- **Goal of the exercise**
Can you restate the lines of the entries below, word for word, from the first one through the line that includes "whether stop words"?

- **Data supplied**
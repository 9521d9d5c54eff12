//! Operation catalog.
//!
//! A [`TextOp`] names one text-cleaning step. An [`OpSet`] is the immutable set of
//! steps chosen for a model; it is evaluated once at construction to decide which
//! preprocessors are chained, which tokenizer is installed and whether stop words
//! are filtered.

use std::{fmt, str};

use serde::{Deserialize, Deserializer, de};

use crate::ConfigError;

/// A text-cleaning operation.
#[derive(Debug, Clone, Copy, PartialEq, Eq, Hash)]
pub enum TextOp {
    /// Lowercase every document.
    Lower,
    /// Strip accents by unicode decomposition, keeping non-ASCII base letters.
    UnicodeStrip,
    /// Strip accents and drop every character without an ASCII decomposition.
    AsciiStrip,
    /// Remove stop words after tokenization.
    StopWords,
    /// Reduce tokens to their noun lemma.
    Lemmatize,
    /// Reduce tokens to their algorithmic stem.
    Stem,
    /// Remove ASCII digits.
    Digits,
    /// Remove punctuation, apostrophes included.
    Punctuation,
}

impl TextOp {
    /// Every operation, in catalog order.
    pub const ALL: [Self; 8] = [
        Self::Lower,
        Self::UnicodeStrip,
        Self::AsciiStrip,
        Self::StopWords,
        Self::Lemmatize,
        Self::Stem,
        Self::Digits,
        Self::Punctuation,
    ];

    /// Bit used for this operation inside an [`OpSet`].
    const fn bit(self) -> u8 {
        1 << self as u8
    }

    /// Returns a brief description of the operation.
    pub fn description(self) -> &'static str {
        match self {
            Self::Lower => "Lowercase the entire corpus",
            Self::UnicodeStrip => "Strip accents, keep other unicode characters",
            Self::AsciiStrip => "Strip accents and non-ASCII characters",
            Self::StopWords => "Remove stop words",
            Self::Lemmatize => "Reduce words to their lemma",
            Self::Stem => "Reduce words to their stem",
            Self::Digits => "Remove digits",
            Self::Punctuation => "Remove punctuation",
        }
    }
}

impl fmt::Display for TextOp {
    fn fmt(&self, f: &mut fmt::Formatter<'_>) -> fmt::Result {
        let name = match self {
            Self::Lower => "lower",
            Self::UnicodeStrip => "unicode",
            Self::AsciiStrip => "ascii",
            Self::StopWords => "stop_words",
            Self::Lemmatize => "lemmatize",
            Self::Stem => "stem",
            Self::Digits => "digits",
            Self::Punctuation => "punctuation",
        };
        f.write_str(name)
    }
}

impl str::FromStr for TextOp {
    type Err = ConfigError;

    fn from_str(s: &str) -> Result<Self, Self::Err> {
        match s.to_lowercase().replace('-', "_").as_str() {
            "lower" | "lowercase" => Ok(Self::Lower),
            "unicode" | "unicode_strip" => Ok(Self::UnicodeStrip),
            "ascii" | "ascii_strip" => Ok(Self::AsciiStrip),
            "stop_words" | "stopwords" => Ok(Self::StopWords),
            "lemmatize" | "lemma" => Ok(Self::Lemmatize),
            "stem" => Ok(Self::Stem),
            "digits" => Ok(Self::Digits),
            "punctuation" | "punctuations" | "punc" => Ok(Self::Punctuation),
            _ => Err(ConfigError::UnknownOp(s.to_string())),
        }
    }
}

impl<'de> Deserialize<'de> for TextOp {
    fn deserialize<D: Deserializer<'de>>(deserializer: D) -> Result<Self, D::Error> {
        let name = String::deserialize(deserializer)?;
        name.parse().map_err(de::Error::custom)
    }
}

/// Accent-stripping mode selected by an [`OpSet`].
#[derive(Debug, Clone, Copy, PartialEq, Eq)]
pub enum StripAccents {
    /// Decompose and keep only ASCII characters.
    Ascii,
    /// Decompose and drop combining marks.
    Unicode,
}

/// Per-token reduction selected by an [`OpSet`].
#[derive(Debug, Clone, Copy, PartialEq, Eq)]
pub enum Reduction {
    /// Dictionary-style noun lemma.
    Lemma,
    /// Algorithmic stem.
    Stem,
}

/// Immutable set of operations for one model.
///
/// Stored as a bit set so membership tests are constant time and the set is `Copy`.
#[derive(Clone, Copy, Default, PartialEq, Eq, Hash)]
pub struct OpSet {
    /// One bit per [`TextOp`].
    bits: u8,
}

impl OpSet {
    /// Creates an empty set, which yields a pass-through pipeline.
    pub const fn empty() -> Self {
        Self { bits: 0 }
    }

    /// Returns a copy of this set with `op` added.
    #[must_use]
    pub const fn with(self, op: TextOp) -> Self {
        Self {
            bits: self.bits | op.bit(),
        }
    }

    /// Returns true if `op` is part of the set.
    pub const fn contains(self, op: TextOp) -> bool {
        self.bits & op.bit() != 0
    }

    /// Returns true if no operation is selected.
    pub const fn is_empty(self) -> bool {
        self.bits == 0
    }

    /// Iterates the selected operations in catalog order.
    pub fn iter(self) -> impl Iterator<Item = TextOp> {
        TextOp::ALL.into_iter().filter(move |op| self.contains(*op))
    }

    /// Checks the mutual-exclusion rules of the catalog.
    ///
    /// Fails when both `Lemmatize` and `Stem`, or both `AsciiStrip` and `UnicodeStrip`,
    /// are selected.
    pub fn validate(self) -> Result<(), ConfigError> {
        let exclusive = [
            (TextOp::Lemmatize, TextOp::Stem),
            (TextOp::AsciiStrip, TextOp::UnicodeStrip),
        ];
        for (first, second) in exclusive {
            if self.contains(first) && self.contains(second) {
                return Err(ConfigError::ExclusiveOps { first, second });
            }
        }
        Ok(())
    }

    /// Returns the accent-stripping mode, if any.
    pub fn strip_accents(self) -> Result<Option<StripAccents>, ConfigError> {
        self.validate()?;
        Ok(if self.contains(TextOp::AsciiStrip) {
            Some(StripAccents::Ascii)
        } else if self.contains(TextOp::UnicodeStrip) {
            Some(StripAccents::Unicode)
        } else {
            None
        })
    }

    /// Returns the per-token reduction, if any.
    pub fn reduction(self) -> Result<Option<Reduction>, ConfigError> {
        self.validate()?;
        Ok(if self.contains(TextOp::Lemmatize) {
            Some(Reduction::Lemma)
        } else if self.contains(TextOp::Stem) {
            Some(Reduction::Stem)
        } else {
            None
        })
    }
}

impl FromIterator<TextOp> for OpSet {
    fn from_iter<I: IntoIterator<Item = TextOp>>(iter: I) -> Self {
        iter.into_iter().fold(Self::empty(), Self::with)
    }
}

impl<const N: usize> From<[TextOp; N]> for OpSet {
    fn from(ops: [TextOp; N]) -> Self {
        ops.into_iter().collect()
    }
}

impl fmt::Debug for OpSet {
    fn fmt(&self, f: &mut fmt::Formatter<'_>) -> fmt::Result {
        f.debug_set().entries(self.iter()).finish()
    }
}

impl fmt::Display for OpSet {
    fn fmt(&self, f: &mut fmt::Formatter<'_>) -> fmt::Result {
        let names: Vec<String> = self.iter().map(|op| op.to_string()).collect();
        write!(f, "{{{}}}", names.join(", "))
    }
}

impl<'de> Deserialize<'de> for OpSet {
    fn deserialize<D: Deserializer<'de>>(deserializer: D) -> Result<Self, D::Error> {
        let ops = Vec::<TextOp>::deserialize(deserializer)?;
        Ok(ops.into_iter().collect())
    }
}

#[cfg(test)]
mod test {
    use super::*;

    #[test]
    fn empty_set_is_valid() {
        let ops = OpSet::empty();
        assert!(ops.is_empty());
        assert!(ops.validate().is_ok());
        assert_eq!(ops.strip_accents().unwrap(), None);
        assert_eq!(ops.reduction().unwrap(), None);
    }

    #[test]
    fn lemmatize_and_stem_conflict() {
        let ops = OpSet::from([TextOp::Lemmatize, TextOp::Stem]);
        let err = ops.validate().unwrap_err();
        assert!(matches!(
            err,
            ConfigError::ExclusiveOps {
                first: TextOp::Lemmatize,
                second: TextOp::Stem
            }
        ));
        assert!(err.to_string().contains("cannot be applied together"));
    }

    #[test]
    fn ascii_and_unicode_conflict() {
        let ops = OpSet::from([TextOp::AsciiStrip, TextOp::UnicodeStrip, TextOp::Lower]);
        assert!(ops.validate().is_err());
        assert!(ops.strip_accents().is_err());
    }

    #[test]
    fn selects_strip_mode_and_reduction() {
        let ops = OpSet::from([TextOp::AsciiStrip, TextOp::Stem]);
        assert_eq!(ops.strip_accents().unwrap(), Some(StripAccents::Ascii));
        assert_eq!(ops.reduction().unwrap(), Some(Reduction::Stem));

        let ops = OpSet::from([TextOp::UnicodeStrip, TextOp::Lemmatize]);
        assert_eq!(ops.strip_accents().unwrap(), Some(StripAccents::Unicode));
        assert_eq!(ops.reduction().unwrap(), Some(Reduction::Lemma));
    }

    #[test]
    fn membership_is_exact() {
        let ops = OpSet::from([TextOp::Digits, TextOp::Punctuation]);
        assert!(ops.contains(TextOp::Digits));
        assert!(ops.contains(TextOp::Punctuation));
        assert!(!ops.contains(TextOp::Lower));
        assert_eq!(
            ops.iter().collect::<Vec<_>>(),
            vec![TextOp::Digits, TextOp::Punctuation]
        );
    }

    #[test]
    fn parse_names_and_aliases() {
        assert_eq!("LOWER".parse::<TextOp>().unwrap(), TextOp::Lower);
        assert_eq!("stop-words".parse::<TextOp>().unwrap(), TextOp::StopWords);
        assert_eq!("punctuations".parse::<TextOp>().unwrap(), TextOp::Punctuation);
        assert!("uppercase".parse::<TextOp>().is_err());
    }

    #[test]
    fn display_round_trips() {
        for op in TextOp::ALL {
            assert_eq!(op.to_string().parse::<TextOp>().unwrap(), op);
        }
    }

    #[test]
    fn display_set() {
        let ops = OpSet::from([TextOp::Stem, TextOp::Lower]);
        assert_eq!(ops.to_string(), "{lower, stem}");
    }
}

- **Result of this exercise**
repository 9521d9d5c54eff12
//! Operation catalog.
//!
//! A [`TextOp`] names one text-cleaning step. An [`OpSet`] is the immutable set of
//! steps chosen for a model; it is evaluated once at construction to decide which
//! preprocessors are chained, which tokenizer is installed and whether stop words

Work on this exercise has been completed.